Pelavin: Not only will the House Medicare bill fail to fulfill the needs of America's elderly and disabled citizens, it will undermine the program altogether.


Contact:
Alexis Rice or Becca Nagorsky 202-387-2800

WASHINGTON, June 25, 2003 - In a letter today to the House of Representatives, Mark J. Pelavin, Associate Director of the Religious Action Center of Reform Judaism (RAC), urged Representatives to oppose the Prescription Drug and Medicare Modernization Act of 2003 (H.R. 2473), noting, "All seniors deserve better than the substandard coverage offered by H.R. 2473."

The complete letter follows:

Dear Representatives:

On behalf of the Union of American Hebrew Congregations (UAHC), whose over 900 congregations encompass 1.5 million Reform Jews, and the Central Conference of American Rabbis (CCAR), representing 1800 Reform rabbis, I write to express our opposition to the Prescription Drug and Medicare Modernization Act of 2003 (H.R. 2473). Because of the high average median age of the Jewish population, this issue disproportionately affects the Jewish community. All seniors deserve better than the substandard coverage offered by H.R. 2473.
According to Jewish tradition, providing health care is not just an obligation of the doctor, but for society as well. It is for this reason that health care is listed first by Maimonides, a prominent 12th century Jewish physician and scholar, on his list of the ten most important communal services that had to be offered by a city to its residents. During the long history of the self-governing Jewish community, almost all such communities set up societies to ensure that all their citizens had access to health care.

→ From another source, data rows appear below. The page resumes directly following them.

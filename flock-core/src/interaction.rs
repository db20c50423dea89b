//! User-triggered point forces and spawns.
//!
//! Requests can arrive at any time between frames. Spawn and repulsion are
//! one-shots consumed by the next frame; attraction stays active until it is
//! cleared or toggled off.

use glam::Vec2;

/// Requests consumed by one frame.
#[derive(Clone, Copy, Debug, Default, PartialEq)]
pub struct FrameRequests {
    pub spawn: Option<Vec2>,
    pub repulsion: Option<Vec2>,
    pub attraction: Option<Vec2>,
}

#[derive(Debug, Default)]
pub struct Interactions {
    spawn: Option<Vec2>,
    repulsion: Option<Vec2>,
    attraction: Option<Vec2>,
}

impl Interactions {
    pub fn new() -> Self {
        Self::default()
    }

    /// Queues a prey spawn. Several requests before the next frame coalesce
    /// into one; the latest position wins.
    pub fn request_spawn(&mut self, position: Vec2) {
        self.spawn = Some(position);
    }

    /// Queues a repulsion pulse for the next frame only.
    pub fn request_repulsion(&mut self, position: Vec2) {
        self.repulsion = Some(position);
    }

    pub fn set_attraction(&mut self, position: Vec2) {
        self.attraction = Some(position);
    }

    pub fn clear_attraction(&mut self) {
        self.attraction = None;
    }

    /// Turns attraction on at `position`, or off if it is already on.
    ///
    /// ### Returns
    /// `true` if attraction is active after the call.
    pub fn toggle_attraction(&mut self, position: Vec2) -> bool {
        self.attraction = match self.attraction {
            Some(_) => None,
            None => Some(position),
        };
        self.attraction.is_some()
    }

    pub fn attraction(&self) -> Option<Vec2> {
        self.attraction
    }

    pub fn has_pending_spawn(&self) -> bool {
        self.spawn.is_some()
    }

    /// Takes this frame's requests, clearing the one-shots.
    pub fn take_frame(&mut self) -> FrameRequests {
        FrameRequests {
            spawn: self.spawn.take(),
            repulsion: self.repulsion.take(),
            attraction: self.attraction,
        }
    }
}
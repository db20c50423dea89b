//! Forces around points rather than neighbors: escape from predators, and
//! the user-driven attraction and repulsion points.

use super::{clamp_force, clamp_force_range, heading};
use crate::config::{AttractionParams, EscapeParams, RepulsionParams};
use glam::Vec2;
use rayon::prelude::*;

/// Below this fraction of the orbit radius an agent is considered to be
/// orbiting the attraction point and receives no pull.
pub const ORBIT_THRESHOLD: f32 = 0.35;

/// Sum of per-predator flee forces for one prey.
///
/// Every predator closer than `perception_radius` contributes
/// `heading(away) * speed_factor - velocity`, clamped individually to
/// `max_steering_force`. The sum itself is not clamped.
pub fn escape_force(
    position: Vec2,
    velocity: Vec2,
    predators: &[Vec2],
    params: &EscapeParams,
) -> Vec2 {
    predators
        .iter()
        .filter_map(|&predator| {
            let away = position - predator;
            (away.length() < params.perception_radius).then(|| {
                clamp_force(
                    heading(away) * params.speed_factor - velocity,
                    params.max_steering_force,
                )
            })
        })
        .sum()
}

/// Pull toward the attraction point, if one is active.
///
/// With `t = distance / orbit_radius`, agents at `t < ORBIT_THRESHOLD` get
/// exactly zero. Otherwise the force is the unit direction to the target
/// scaled by `t²`, with its magnitude clamped into
/// `[min_steering_force, max_steering_force]`.
pub fn attraction_force(position: Vec2, target: Option<Vec2>, params: &AttractionParams) -> Vec2 {
    let Some(target) = target else {
        return Vec2::ZERO;
    };
    let to_target = target - position;
    let d = to_target.length();
    if d >= params.interaction_radius {
        return Vec2::ZERO;
    }

    let t = d / params.orbit_radius.max(f32::EPSILON);
    if t < ORBIT_THRESHOLD {
        return Vec2::ZERO;
    }
    clamp_force_range(
        to_target.normalize_or_zero() * (t * t),
        params.min_steering_force,
        params.max_steering_force,
    )
}

/// Push away from a one-shot repulsion point.
pub fn repulsion_force(
    position: Vec2,
    velocity: Vec2,
    source: Option<Vec2>,
    params: &RepulsionParams,
) -> Vec2 {
    let Some(source) = source else {
        return Vec2::ZERO;
    };
    let away = position - source;
    if away.length() >= params.interaction_radius {
        return Vec2::ZERO;
    }
    let desired = heading(away) * params.speed_factor;
    clamp_force(desired - velocity, params.max_steering_force)
}

/// Escape pass over every prey.
pub fn escape(
    positions: &[Vec2],
    velocities: &[Vec2],
    predators: &[Vec2],
    params: &EscapeParams,
    out: &mut [Vec2],
) {
    out.par_iter_mut().enumerate().for_each(|(i, force)| {
        *force = escape_force(positions[i], velocities[i], predators, params);
    });
}

/// Attraction pass; writes zeros when `target` is `None`.
pub fn attraction(
    positions: &[Vec2],
    target: Option<Vec2>,
    params: &AttractionParams,
    out: &mut [Vec2],
) {
    out.par_iter_mut().enumerate().for_each(|(i, force)| {
        *force = attraction_force(positions[i], target, params);
    });
}

/// Repulsion pass; writes zeros when `source` is `None`.
pub fn repulsion(
    positions: &[Vec2],
    velocities: &[Vec2],
    source: Option<Vec2>,
    params: &RepulsionParams,
    out: &mut [Vec2],
) {
    out.par_iter_mut().enumerate().for_each(|(i, force)| {
        *force = repulsion_force(positions[i], velocities[i], source, params);
    });
}
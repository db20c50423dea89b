//! Flattened per-agent neighbor lists.
//!
//! The graph is rebuilt every frame from a freshly built [`QuadTree`]. It
//! only guarantees that candidates fall inside a square around each agent;
//! steering behaviors apply their own radius and field-of-view filters.

use crate::{
    quadtree::QuadTree,
    types::{AgentId, Rect},
};
use glam::Vec2;

/// Compressed (CSR-style) neighbor lists.
///
/// `flat[start[i]..start[i] + count[i]]` holds the candidates of agent `i`
/// and never contains `i` itself.
#[derive(Debug, Default)]
pub struct NeighborGraph {
    pub start: Vec<usize>,
    pub count: Vec<usize>,
    pub flat: Vec<AgentId>,
}

impl NeighborGraph {
    pub fn new() -> Self {
        Self::default()
    }

    /// Rebuilds the graph for every agent, one quadtree query at a time.
    ///
    /// Agents outside the tree's root were left out of the index; they get an
    /// empty list too, so the graph stays symmetric.
    ///
    /// This pass is serial: each query walks the shared tree and the
    /// per-agent output length is unknown until the query returns. The
    /// buffers keep their capacity between frames, so after warm-up a
    /// rebuild does not allocate unless the flock gets denser.
    ///
    /// ### Parameters
    /// - `tree` - Quadtree built from `positions` this frame.
    /// - `positions` - Agent positions; must match what the tree was built from.
    /// - `radius` - Largest perception radius of the consuming behaviors. The
    ///   query box has side `2 * radius`.
    pub fn build(&mut self, tree: &QuadTree, positions: &[Vec2], radius: f32) {
        let n = positions.len();
        self.start.clear();
        self.count.clear();
        self.flat.clear();
        self.start.reserve(n);
        self.count.reserve(n);

        let bounds = tree.bounds();
        let mut candidates = Vec::new();
        for (i, &p) in positions.iter().enumerate() {
            let start = self.flat.len();
            self.start.push(start);
            if !bounds.contains(p) {
                self.count.push(0);
                continue;
            }

            candidates.clear();
            let query = Rect::from_center_half_extent(p, radius);
            tree.query_range_into(&query, positions, &mut candidates);

            self.flat.extend(candidates.iter().copied().filter(|&j| j != i));
            self.count.push(self.flat.len() - start);
        }
    }

    /// Neighbor candidates of agent `id`.
    #[inline]
    pub fn neighbors(&self, id: AgentId) -> &[AgentId] {
        let s = self.start[id];
        &self.flat[s..s + self.count[id]]
    }

    pub fn len(&self) -> usize {
        self.start.len()
    }

    pub fn is_empty(&self) -> bool {
        self.start.is_empty()
    }

    /// Total number of stored neighbor entries.
    pub fn total_neighbors(&self) -> usize {
        self.flat.len()
    }
}
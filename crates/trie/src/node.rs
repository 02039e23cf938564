//! Node hashing and per-depth empty-subtree digests

use tiny_keccak::{Hasher, Keccak};

use crate::DEPTH;

const LEAF_TAG: u8 = 0x00;
const BRANCH_TAG: u8 = 0x01;

/// Digest of a leaf node
pub fn hash_leaf(key: &[u8; 32], value: &[u8; 32]) -> [u8; 32] {
    let mut hasher = Keccak::v256();
    hasher.update(&[LEAF_TAG]);
    hasher.update(key);
    hasher.update(value);
    let mut output = [0u8; 32];
    hasher.finalize(&mut output);
    output
}

/// Digest of a branch node
pub fn hash_pair(left: &[u8; 32], right: &[u8; 32]) -> [u8; 32] {
    let mut hasher = Keccak::v256();
    hasher.update(&[BRANCH_TAG]);
    hasher.update(left);
    hasher.update(right);
    let mut output = [0u8; 32];
    hasher.finalize(&mut output);
    output
}

/// Bit of `key` selecting the child at `depth` (most significant bit first)
pub fn key_bit(key: &[u8; 32], depth: usize) -> bool {
    (key[depth / 8] >> (7 - depth % 8)) & 1 == 1
}

/// Empty-subtree digest for every depth, index 0 being the empty root.
/// The empty leaf slot is keccak256 of the empty string.
pub fn default_hashes() -> Vec<[u8; 32]> {
    let mut defaults = vec![[0u8; 32]; DEPTH + 1];
    let mut hasher = Keccak::v256();
    let mut empty = [0u8; 32];
    hasher.update(&[]);
    hasher.finalize(&mut empty);
    defaults[DEPTH] = empty;
    for depth in (0..DEPTH).rev() {
        let child = defaults[depth + 1];
        defaults[depth] = hash_pair(&child, &child);
    }
    defaults
}
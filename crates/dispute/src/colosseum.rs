//! Challenge coordinator
//!
//! One serialized, transactional entry point per protocol operation. Every
//! operation reads the clock once, validates before mutating, and either
//! commits all of its effects or rejects with a [`ChallengeError`] and
//! leaves state untouched.

use std::collections::{HashMap, HashSet};

use tracing::info;

use colosseum_core::types::{Address, Hash, OutputIndex, ZERO_HASH};
use colosseum_core::{hashing, segments, status};
use colosseum_core::{Challenge, ChallengeStatus, PublicInputProof, L2_TO_L1_MESSAGE_PASSER};

use crate::config::Config;
use crate::error::{ChallengeError, ConfigError};
use crate::events::Event;
use crate::traits::{BlockClock, BondPool, OutputOracle, SecurityCouncil, TrieVerifier, ZkVerifier};

/// The dispute coordinator.
///
/// Owns the challenge records and the replay-defense set; reaches every
/// external system through the injected collaborators. Hosts with
/// concurrent callers must serialize access (a mutex around the whole
/// coordinator preserves the transactional model).
pub struct Colosseum<O, P, C, Z, T, K> {
    config: Config,
    oracle: O,
    bond_pool: P,
    council: C,
    zk_verifier: Z,
    trie_verifier: T,
    clock: K,
    challenges: HashMap<OutputIndex, Challenge>,
    verified_public_inputs: HashSet<Hash>,
    events: Vec<Event>,
}
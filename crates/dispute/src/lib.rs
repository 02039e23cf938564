//! Challenge coordination for the Colosseum fault-dispute protocol
//!
//! The [`Colosseum`] coordinator owns the per-output challenge records and
//! drives them through bisection, fault proving, and council approval. The
//! output oracle, bond pool, security council, and the two proof verifiers
//! are injected as narrow traits so the whole protocol can run against
//! in-memory collaborators (see [`mock`]).

pub mod colosseum;
pub mod config;
pub mod error;
pub mod events;
pub mod mock;
pub mod scenario;
pub mod traits;
pub mod verifier;

pub use colosseum::Colosseum;
pub use config::Config;
pub use error::{ChallengeError, ConfigError};
pub use events::Event;
pub use traits::{BlockClock, BondPool, OutputOracle, SecurityCouncil, TrieVerifier, ZkVerifier};
pub use verifier::KeccakTrieVerifier;
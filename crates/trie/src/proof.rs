//! Inclusion-proof verification

use crate::node::{hash_leaf, hash_pair, key_bit};
use crate::DEPTH;

/// Verifies that `value` sits at `key` under `root`.
///
/// `siblings` is the fixed-length run produced by [`crate::SparseTrie::prove`],
/// ordered from the leaf's neighbor upward.
pub fn verify_inclusion(
    root: &[u8; 32],
    key: &[u8; 32],
    value: &[u8; 32],
    siblings: &[[u8; 32]],
) -> bool {
    if siblings.len() != DEPTH {
        return false;
    }
    let mut acc = hash_leaf(key, value);
    for (i, sibling) in siblings.iter().enumerate() {
        let depth = DEPTH - 1 - i;
        acc = if key_bit(key, depth) {
            hash_pair(sibling, &acc)
        } else {
            hash_pair(&acc, sibling)
        };
    }
    acc == *root
}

The very existence of the Medicare program is recognition of society's continued obligation to provide health care services. Prescription medications in particular are a vital part of modern medical care and it is, therefore, crucial that Medicare include prescription drug coverage so as to continue to fulfill its mandate of providing reliable and comprehensive health benefits to America's elderly and disabled citizens.

We have several major concerns with H.R. 2473. Not only does the bill force beneficiaries to access Medicare benefits through private insurance plans, it does not provide comprehensive coverage, and it "means tests" Medicare, thereby altering the fundamental character of Medicare as a universal benefit.

More specifically, the bill would:

  • Compel beneficiaries to join private HMO and PPO plans to access their Medicare benefits. Under H.R. 2473, a prescription drug benefit would be available through traditional fee-for-service Medicare, but even this option, which would maintain the structure of traditional Medicare, would be offered through a private stand-alone drug insurance plan. H.R. 2473 contains no governmentally administered fall-back option so that if no private plans choose to enter an area to offer coverage, beneficiaries must either remain in traditional Medicare and not receive a drug benefit, or join a private plan to get drug coverage. In the past, private plans in Medicare have been notoriously unreliable, frequently pulling out of areas and leaving seniors and people with disabilities without health care.
  • Leave many beneficiaries with a significant amount of drug costs to bear on their own by including a very large coverage gap, often referred to as a "doughnut hole." Medicare would pay 80 percent of drug costs between $275 and $2,000 of out-of-pocket spending. Beyond that, Medicare would not subsidize further costs until a senior paid $4,900 in out-of-pocket costs. For low-income seniors and people with disabilities, this is a devastating gap that will force many them to leave prescriptions unfilled.
  • Force seniors and people with disabilities to pay more to stay in traditional Medicare. After 2010, traditional Medicare and private plans would have to start setting premiums according to their spending. The so-called "competitive bidding" system in the bill would create a very unfair competition among private plans-which "cherry-pick" and enroll the youngest, healthiest and least expensive seniors-versus the traditional Medicare program that serves sick and healthy alike. As a result, the costs of the traditional Medicare program will rise, and seniors will be forced out of traditional Medicare. Those unable to afford the cost of staying in traditional Medicare would be forced to enroll in a PPO or HMO.
  • Undermine the universality of the Medicare system. Every American pays into the system, and every American can access the benefit when they become eligible. H.R. 2473 "means tests" Medicare by forcing seniors making more than $60,000 a year to assume more of their own costs. While it seems to make sense that those who are able to pay for more of their own medications should do so, this change to the fundamental Medicare philosophy would be tremendously damaging. Medicare was conceived as and should remain a universal program.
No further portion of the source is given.